Exercise prompt:
Repeat the stretch of entries below from the line with "impl Module for Recorder" through the line with "pub fn always(result: ModuleResult)". Include both ends and add nothing.

[Recorded data]
━━━━━━━━━━━━━━━━
//! Test doubles shared by the unit tests of this crate.

use std::sync::atomic::{AtomicU64, Ordering};
use std::sync::Arc;

use aerie_types::{shared, Bag, Configuration, NestError, Service, ServiceContext, ServiceRegistry};
use parking_lot::Mutex;

use crate::builtins::{CountingSource, EventIndex, EVENT_INDEX_KEY};
use crate::traits::{Module, ModuleResult, SharedModule, SharedSource, Source};

#[derive(Debug, Clone, Default)]
pub struct Counter(Arc<AtomicU64>);

impl Counter {
    pub fn get(&self) -> u64 {
        self.0.load(Ordering::SeqCst)
    }

    pub fn inc(&self) {
        self.0.fetch_add(1, Ordering::SeqCst);
    }
}

/// Records every bag it sees and marks it with its own key.
#[derive(Debug, Clone)]
pub struct Recorder {
    key: String,
    indices: Arc<Mutex<Vec<u64>>>,
}

impl Recorder {
    pub fn new(key: &str) -> Self {
        Self {
            key: key.to_string(),
            indices: Arc::new(Mutex::new(Vec::new())),
        }
    }

    pub fn seen(&self) -> usize {
        self.indices.lock().len()
    }

    pub fn seen_indices(&self) -> Vec<u64> {
        self.indices.lock().clone()
    }
}

impl Service for Recorder {
    fn initialize(&mut self, _config: &Configuration, _ctx: &ServiceContext<'_>) -> Result<(), NestError> {
        Ok(())
    }
}

impl Module for Recorder {
    fn process(&mut self, bag: &mut Bag) -> Result<ModuleResult, NestError> {
        let index = bag
            .get_shared::<EventIndex>(EVENT_INDEX_KEY)
            .map_or(u64::MAX, |i| i.0);
        self.indices.lock().push(index);
        bag.put(self.key.clone(), index)?;
        Ok(ModuleResult::Continue)
    }
}

/// Returns `Continue` except on scripted calls.
#[derive(Debug)]
pub struct Scripted {
    on_call: Option<u64>,
    result: ModuleResult,
    fail: bool,
    mark: Option<String>,
    calls: Counter,
}

impl Scripted {
    pub fn always(result: ModuleResult) -> Self {
        Self {
            on_call: None,
            result,
            fail: false,
            mark: None,
            calls: Counter::default(),
        }
    }

    /// `result` on the `call`-th invocation (1-based), `Continue` otherwise.
    pub fn on_call(call: u64, result: ModuleResult) -> Self {
        Self {
            on_call: Some(call),
            ..Self::always(result)
        }
    }

    pub fn failing() -> Self {
        Self {
            fail: true,
            ..Self::always(ModuleResult::Continue)
        }
    }

    pub fn failing_on(call: u64) -> Self {
        Self {
            on_call: Some(call),
            ..Self::failing()
        }
    }

    /// Put `key` into every bag that reaches this module.
    pub fn marking(mut self, key: &str) -> Self {
        self.mark = Some(key.to_string());
        self
    }

    pub fn calls(&self) -> Counter {
        self.calls.clone()
    }
}

impl Service for Scripted {
    fn initialize(&mut self, _config: &Configuration, _ctx: &ServiceContext<'_>) -> Result<(), NestError> {
        Ok(())
    }
}

impl Module for Scripted {
    fn process(&mut self, bag: &mut Bag) -> Result<ModuleResult, NestError> {
        self.calls.inc();
        if let Some(key) = &self.mark {
            bag.put(key.clone(), self.calls.get())?;
        }
        let triggered = self.on_call.map_or(true, |call| call == self.calls.get());
        match (triggered, self.fail) {
            (true, true) => Err(NestError::component("scripted", "scripted failure")),
            (true, false) => Ok(self.result),
            (false, _) => Ok(ModuleResult::Continue),
        }
    }
}

/// [`CountingSource`] that also counts the bags it handed out.
pub struct TrackedSource {
    inner: CountingSource,
    fetched: Counter,
}

impl TrackedSource {
    pub fn new(count: u64) -> (Self, Counter) {
        let fetched = Counter::default();
        (
            Self {
                inner: CountingSource::with_count(count),
                fetched: fetched.clone(),
            },
            fetched,
        )
    }

    fn track(&self, bag: Option<Bag>) -> Option<Bag> {
        if bag.is_some() {
            self.fetched.inc();
        }
        bag
    }
}

impl Service for TrackedSource {
    fn initialize(&mut self, _config: &Configuration, _ctx: &ServiceContext<'_>) -> Result<(), NestError> {
        Ok(())
    }
}

impl Source for TrackedSource {
    fn next(&mut self) -> Result<Option<Bag>, NestError> {
        let bag = self.inner.next()?;
        Ok(self.track(bag))
    }

    fn previous(&mut self) -> Result<Option<Bag>, NestError> {
        let bag = self.inner.previous()?;
        Ok(self.track(bag))
    }
}

/// Registry holding a source named `source` with `count` bags plus `modules`.
pub fn assemble(count: u64, modules: Vec<(&str, SharedModule)>) -> (ServiceRegistry, Counter) {
    let mut registry = ServiceRegistry::new();
    let (source, fetched) = TrackedSource::new(count);
    registry
        .register::<dyn Source>("source", shared(source) as SharedSource)
        .unwrap();
    for (name, module) in modules {
        registry.register::<dyn Module>(name, module).unwrap();
    }
    (registry, fetched)
}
━━━━━━━━━━━━━━━━
Answer below:
impl Module for Recorder {
    fn process(&mut self, bag: &mut Bag) -> Result<ModuleResult, NestError> {
        let index = bag
            .get_shared::<EventIndex>(EVENT_INDEX_KEY)
            .map_or(u64::MAX, |i| i.0);
        self.indices.lock().push(index);
        bag.put(self.key.clone(), index)?;
        Ok(ModuleResult::Continue)
    }
}

/// Returns `Continue` except on scripted calls.
#[derive(Debug)]
pub struct Scripted {
    on_call: Option<u64>,
    result: ModuleResult,
    fail: bool,
    mark: Option<String>,
    calls: Counter,
}

impl Scripted {
    pub fn always(result: ModuleResult) -> Self {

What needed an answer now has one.